What to do: From the records below, return every line containing the word "submission".

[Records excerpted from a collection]
____________________
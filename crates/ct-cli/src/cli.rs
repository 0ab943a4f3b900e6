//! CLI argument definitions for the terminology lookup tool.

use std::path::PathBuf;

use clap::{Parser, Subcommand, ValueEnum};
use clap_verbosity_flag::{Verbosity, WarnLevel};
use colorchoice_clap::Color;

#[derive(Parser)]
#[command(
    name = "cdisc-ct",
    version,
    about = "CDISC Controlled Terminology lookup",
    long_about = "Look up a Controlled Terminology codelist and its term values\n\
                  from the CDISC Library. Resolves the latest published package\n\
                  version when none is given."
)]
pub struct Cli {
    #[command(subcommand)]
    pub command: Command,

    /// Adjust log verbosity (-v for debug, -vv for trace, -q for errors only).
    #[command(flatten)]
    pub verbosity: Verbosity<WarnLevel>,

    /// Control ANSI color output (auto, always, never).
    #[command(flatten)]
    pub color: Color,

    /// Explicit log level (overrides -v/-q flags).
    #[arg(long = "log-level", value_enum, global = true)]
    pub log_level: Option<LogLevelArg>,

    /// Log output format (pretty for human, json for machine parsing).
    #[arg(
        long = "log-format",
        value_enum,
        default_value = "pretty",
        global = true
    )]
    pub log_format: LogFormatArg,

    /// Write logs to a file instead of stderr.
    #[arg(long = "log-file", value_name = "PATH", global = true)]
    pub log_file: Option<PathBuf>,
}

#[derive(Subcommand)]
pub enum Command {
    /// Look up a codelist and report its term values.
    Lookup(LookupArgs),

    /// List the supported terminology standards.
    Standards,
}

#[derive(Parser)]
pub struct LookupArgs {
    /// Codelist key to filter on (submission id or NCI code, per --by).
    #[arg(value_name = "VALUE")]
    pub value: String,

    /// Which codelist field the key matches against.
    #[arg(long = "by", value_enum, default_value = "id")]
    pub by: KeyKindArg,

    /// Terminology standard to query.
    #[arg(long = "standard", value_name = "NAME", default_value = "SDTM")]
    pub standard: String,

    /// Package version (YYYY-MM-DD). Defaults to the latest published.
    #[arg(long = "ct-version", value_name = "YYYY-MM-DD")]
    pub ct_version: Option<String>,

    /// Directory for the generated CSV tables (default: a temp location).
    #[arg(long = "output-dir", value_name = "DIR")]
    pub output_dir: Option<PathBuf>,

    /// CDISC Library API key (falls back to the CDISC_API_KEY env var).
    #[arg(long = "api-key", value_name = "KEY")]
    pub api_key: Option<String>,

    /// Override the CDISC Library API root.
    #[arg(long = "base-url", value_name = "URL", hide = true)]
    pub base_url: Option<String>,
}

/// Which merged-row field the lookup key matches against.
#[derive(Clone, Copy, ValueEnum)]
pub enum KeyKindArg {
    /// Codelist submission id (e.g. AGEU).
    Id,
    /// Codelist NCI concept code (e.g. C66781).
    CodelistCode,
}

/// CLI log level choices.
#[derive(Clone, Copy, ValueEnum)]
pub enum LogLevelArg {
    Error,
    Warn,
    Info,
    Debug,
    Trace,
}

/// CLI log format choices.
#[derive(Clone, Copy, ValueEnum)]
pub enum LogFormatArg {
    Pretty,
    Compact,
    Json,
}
____________________
Reply to the task:
    /// Codelist key to filter on (submission id or NCI code, per --by).
    /// Codelist submission id (e.g. AGEU).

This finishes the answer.